Problem to work on
Each line of the material below with the word "Result" is to be reported.
□ □ □ □ □ □ □
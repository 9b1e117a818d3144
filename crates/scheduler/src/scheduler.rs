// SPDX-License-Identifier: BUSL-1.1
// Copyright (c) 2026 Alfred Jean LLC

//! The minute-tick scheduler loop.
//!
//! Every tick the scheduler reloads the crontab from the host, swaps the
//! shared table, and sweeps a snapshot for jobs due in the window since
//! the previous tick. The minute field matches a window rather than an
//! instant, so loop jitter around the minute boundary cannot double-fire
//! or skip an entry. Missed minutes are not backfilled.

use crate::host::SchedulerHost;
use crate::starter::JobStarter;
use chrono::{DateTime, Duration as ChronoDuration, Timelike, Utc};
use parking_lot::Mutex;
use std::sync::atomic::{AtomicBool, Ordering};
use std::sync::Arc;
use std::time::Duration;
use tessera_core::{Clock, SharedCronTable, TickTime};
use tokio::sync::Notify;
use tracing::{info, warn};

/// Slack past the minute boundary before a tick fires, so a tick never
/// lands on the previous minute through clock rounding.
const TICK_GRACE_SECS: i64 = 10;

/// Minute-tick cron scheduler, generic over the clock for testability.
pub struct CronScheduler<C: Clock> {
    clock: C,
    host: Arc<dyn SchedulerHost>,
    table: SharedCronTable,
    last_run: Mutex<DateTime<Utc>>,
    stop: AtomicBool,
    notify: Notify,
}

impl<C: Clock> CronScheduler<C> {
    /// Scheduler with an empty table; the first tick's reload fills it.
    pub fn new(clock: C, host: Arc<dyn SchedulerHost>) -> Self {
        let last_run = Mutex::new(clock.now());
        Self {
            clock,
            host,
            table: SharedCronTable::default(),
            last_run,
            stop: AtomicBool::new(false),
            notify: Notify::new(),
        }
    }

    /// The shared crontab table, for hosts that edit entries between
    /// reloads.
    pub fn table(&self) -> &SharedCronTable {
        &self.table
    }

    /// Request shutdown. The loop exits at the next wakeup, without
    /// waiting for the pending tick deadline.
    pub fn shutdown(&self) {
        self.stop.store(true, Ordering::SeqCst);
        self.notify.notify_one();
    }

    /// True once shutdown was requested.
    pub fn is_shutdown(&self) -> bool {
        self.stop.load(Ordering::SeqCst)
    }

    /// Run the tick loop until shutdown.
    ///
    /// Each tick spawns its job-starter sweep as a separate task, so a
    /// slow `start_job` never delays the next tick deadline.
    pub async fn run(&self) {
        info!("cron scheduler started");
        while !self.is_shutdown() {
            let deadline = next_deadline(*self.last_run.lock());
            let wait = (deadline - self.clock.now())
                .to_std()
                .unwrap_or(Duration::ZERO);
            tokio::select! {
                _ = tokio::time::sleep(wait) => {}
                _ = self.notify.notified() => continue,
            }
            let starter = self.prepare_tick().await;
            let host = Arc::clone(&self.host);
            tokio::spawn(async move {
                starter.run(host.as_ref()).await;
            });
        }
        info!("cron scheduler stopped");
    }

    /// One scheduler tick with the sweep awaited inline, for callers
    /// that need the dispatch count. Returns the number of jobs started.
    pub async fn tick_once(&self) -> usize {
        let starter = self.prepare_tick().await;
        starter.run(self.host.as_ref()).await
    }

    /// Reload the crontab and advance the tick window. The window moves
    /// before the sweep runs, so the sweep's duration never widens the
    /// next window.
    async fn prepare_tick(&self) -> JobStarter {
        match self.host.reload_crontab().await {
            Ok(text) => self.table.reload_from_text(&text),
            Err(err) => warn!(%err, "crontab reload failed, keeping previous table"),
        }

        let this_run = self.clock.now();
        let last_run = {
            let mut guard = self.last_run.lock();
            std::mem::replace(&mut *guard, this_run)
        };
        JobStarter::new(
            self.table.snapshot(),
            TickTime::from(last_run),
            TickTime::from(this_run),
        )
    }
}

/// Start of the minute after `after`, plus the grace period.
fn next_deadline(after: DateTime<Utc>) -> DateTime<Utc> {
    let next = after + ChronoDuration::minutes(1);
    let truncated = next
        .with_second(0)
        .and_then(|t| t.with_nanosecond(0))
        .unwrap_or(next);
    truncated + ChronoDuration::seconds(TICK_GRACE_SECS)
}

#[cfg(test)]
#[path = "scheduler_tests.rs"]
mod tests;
□ □ □ □ □ □ □
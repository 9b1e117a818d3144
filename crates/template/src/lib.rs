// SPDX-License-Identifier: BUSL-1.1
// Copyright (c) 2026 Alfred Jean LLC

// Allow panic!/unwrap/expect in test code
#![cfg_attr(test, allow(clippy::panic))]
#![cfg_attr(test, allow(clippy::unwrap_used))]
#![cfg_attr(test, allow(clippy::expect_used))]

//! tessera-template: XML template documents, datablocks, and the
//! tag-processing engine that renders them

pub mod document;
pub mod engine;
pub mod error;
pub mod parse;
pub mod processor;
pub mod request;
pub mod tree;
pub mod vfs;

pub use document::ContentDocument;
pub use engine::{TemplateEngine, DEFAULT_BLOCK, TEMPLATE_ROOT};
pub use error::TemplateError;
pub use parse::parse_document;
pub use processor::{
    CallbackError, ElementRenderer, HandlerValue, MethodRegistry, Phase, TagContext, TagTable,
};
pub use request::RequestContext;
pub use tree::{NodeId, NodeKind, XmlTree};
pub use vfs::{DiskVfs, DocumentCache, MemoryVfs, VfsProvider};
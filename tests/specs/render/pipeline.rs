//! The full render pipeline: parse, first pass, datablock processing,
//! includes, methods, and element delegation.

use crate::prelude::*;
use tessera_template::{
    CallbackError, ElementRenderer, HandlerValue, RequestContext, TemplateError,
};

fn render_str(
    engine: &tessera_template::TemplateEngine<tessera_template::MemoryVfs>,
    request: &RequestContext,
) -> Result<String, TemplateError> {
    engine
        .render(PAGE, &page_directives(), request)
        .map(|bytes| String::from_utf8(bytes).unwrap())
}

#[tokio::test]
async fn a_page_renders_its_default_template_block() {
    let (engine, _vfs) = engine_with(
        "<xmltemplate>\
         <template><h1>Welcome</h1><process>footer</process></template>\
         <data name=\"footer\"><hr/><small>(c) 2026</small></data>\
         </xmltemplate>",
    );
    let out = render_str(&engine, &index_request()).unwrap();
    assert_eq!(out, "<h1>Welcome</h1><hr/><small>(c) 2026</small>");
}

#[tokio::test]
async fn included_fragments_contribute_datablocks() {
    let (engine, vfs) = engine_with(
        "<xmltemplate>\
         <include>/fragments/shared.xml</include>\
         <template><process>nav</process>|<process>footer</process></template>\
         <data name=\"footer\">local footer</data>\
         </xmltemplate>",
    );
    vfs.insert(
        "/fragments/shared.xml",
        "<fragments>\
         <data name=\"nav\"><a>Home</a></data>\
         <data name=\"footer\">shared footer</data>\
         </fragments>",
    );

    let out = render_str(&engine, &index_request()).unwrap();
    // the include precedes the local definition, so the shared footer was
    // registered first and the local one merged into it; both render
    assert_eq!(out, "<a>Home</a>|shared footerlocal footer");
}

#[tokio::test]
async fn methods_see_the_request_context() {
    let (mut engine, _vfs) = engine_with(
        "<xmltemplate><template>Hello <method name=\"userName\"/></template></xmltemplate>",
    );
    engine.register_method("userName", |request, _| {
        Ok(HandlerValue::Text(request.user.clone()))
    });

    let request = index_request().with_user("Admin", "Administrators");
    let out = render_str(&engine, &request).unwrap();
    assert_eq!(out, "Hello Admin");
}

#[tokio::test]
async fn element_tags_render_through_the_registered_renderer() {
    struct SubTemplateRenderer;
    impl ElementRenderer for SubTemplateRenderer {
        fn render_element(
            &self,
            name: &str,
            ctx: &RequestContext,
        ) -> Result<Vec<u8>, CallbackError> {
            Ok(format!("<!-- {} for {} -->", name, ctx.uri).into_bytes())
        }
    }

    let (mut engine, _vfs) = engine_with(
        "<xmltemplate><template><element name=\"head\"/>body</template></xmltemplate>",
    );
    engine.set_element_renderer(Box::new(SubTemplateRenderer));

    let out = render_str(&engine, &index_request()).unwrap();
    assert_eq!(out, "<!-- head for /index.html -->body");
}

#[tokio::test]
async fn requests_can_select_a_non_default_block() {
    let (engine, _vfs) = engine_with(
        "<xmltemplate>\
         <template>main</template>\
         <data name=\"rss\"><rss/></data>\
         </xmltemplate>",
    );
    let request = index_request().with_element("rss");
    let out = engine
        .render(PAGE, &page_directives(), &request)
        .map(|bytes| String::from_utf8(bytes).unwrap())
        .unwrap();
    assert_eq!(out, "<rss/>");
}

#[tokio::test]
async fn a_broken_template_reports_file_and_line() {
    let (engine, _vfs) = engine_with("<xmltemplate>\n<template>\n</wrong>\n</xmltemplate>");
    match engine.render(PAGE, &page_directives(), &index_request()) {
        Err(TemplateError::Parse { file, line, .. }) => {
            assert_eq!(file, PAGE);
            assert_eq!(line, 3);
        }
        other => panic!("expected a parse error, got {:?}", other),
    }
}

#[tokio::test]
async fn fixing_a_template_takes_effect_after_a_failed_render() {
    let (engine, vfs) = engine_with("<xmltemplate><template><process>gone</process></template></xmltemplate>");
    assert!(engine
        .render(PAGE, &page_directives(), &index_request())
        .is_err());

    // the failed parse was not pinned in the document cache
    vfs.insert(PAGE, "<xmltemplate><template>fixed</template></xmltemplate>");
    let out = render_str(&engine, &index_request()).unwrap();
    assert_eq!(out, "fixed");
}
□ □ □ □ □ □ □
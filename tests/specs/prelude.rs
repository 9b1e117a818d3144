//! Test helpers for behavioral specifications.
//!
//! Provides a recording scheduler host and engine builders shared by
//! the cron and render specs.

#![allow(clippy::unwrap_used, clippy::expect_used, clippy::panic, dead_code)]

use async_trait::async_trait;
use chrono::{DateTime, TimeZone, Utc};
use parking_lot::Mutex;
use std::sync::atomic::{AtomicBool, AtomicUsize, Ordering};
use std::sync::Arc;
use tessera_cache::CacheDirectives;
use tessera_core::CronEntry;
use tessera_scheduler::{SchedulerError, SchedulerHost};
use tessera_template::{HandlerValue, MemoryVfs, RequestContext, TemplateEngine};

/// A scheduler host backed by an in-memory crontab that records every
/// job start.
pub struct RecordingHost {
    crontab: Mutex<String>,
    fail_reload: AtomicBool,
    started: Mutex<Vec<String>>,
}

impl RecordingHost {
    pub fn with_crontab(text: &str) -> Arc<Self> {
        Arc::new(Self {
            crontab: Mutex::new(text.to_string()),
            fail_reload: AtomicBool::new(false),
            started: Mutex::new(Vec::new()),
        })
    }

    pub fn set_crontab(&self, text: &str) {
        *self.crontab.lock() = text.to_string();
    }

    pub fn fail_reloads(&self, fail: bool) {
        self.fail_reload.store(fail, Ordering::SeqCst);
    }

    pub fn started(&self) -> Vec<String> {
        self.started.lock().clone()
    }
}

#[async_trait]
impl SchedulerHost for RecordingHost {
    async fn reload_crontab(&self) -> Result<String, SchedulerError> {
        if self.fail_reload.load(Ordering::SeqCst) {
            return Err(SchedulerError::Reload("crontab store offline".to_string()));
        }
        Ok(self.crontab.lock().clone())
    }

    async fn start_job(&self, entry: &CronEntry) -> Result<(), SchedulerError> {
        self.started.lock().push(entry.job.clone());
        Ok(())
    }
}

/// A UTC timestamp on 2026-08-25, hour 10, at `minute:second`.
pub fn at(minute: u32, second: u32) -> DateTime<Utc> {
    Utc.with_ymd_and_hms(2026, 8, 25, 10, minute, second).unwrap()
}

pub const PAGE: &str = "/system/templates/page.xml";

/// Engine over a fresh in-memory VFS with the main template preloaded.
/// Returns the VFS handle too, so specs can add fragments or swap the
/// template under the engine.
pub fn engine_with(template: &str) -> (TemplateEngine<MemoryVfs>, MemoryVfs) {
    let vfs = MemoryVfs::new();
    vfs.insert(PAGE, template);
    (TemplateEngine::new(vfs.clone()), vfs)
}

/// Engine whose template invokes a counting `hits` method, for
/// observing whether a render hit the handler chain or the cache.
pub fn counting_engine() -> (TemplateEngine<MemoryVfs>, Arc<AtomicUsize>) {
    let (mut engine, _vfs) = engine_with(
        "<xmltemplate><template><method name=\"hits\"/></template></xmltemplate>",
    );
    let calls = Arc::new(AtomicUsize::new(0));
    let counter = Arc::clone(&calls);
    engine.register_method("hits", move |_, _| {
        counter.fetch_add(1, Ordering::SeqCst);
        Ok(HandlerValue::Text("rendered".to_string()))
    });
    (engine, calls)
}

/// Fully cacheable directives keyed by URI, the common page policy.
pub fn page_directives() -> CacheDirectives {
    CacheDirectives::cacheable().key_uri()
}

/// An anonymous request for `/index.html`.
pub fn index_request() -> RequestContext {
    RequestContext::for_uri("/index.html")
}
□ □ □ □ □ □ □
Answer below
) -> Result<String, TemplateError> {
        ) -> Result<Vec<u8>, CallbackError> {
    async fn reload_crontab(&self) -> Result<String, SchedulerError> {
    async fn start_job(&self, entry: &CronEntry) -> Result<(), SchedulerError> {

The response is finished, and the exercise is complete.